____ The data
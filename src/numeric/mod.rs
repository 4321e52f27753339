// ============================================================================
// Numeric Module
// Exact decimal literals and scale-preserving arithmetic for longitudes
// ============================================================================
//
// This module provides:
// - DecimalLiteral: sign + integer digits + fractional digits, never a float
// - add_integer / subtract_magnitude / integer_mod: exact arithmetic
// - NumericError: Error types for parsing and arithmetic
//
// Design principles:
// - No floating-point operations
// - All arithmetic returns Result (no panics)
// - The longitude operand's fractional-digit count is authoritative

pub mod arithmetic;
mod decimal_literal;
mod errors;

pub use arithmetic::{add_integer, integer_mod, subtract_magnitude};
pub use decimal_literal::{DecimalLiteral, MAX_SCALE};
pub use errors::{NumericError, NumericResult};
________
*Task item*.
Read the data above and pull out each line that holds the string "fractional".

*Your solution*.
// - DecimalLiteral: sign + integer digits + fractional digits, never a float
// - The longitude operand's fractional-digit count is authoritative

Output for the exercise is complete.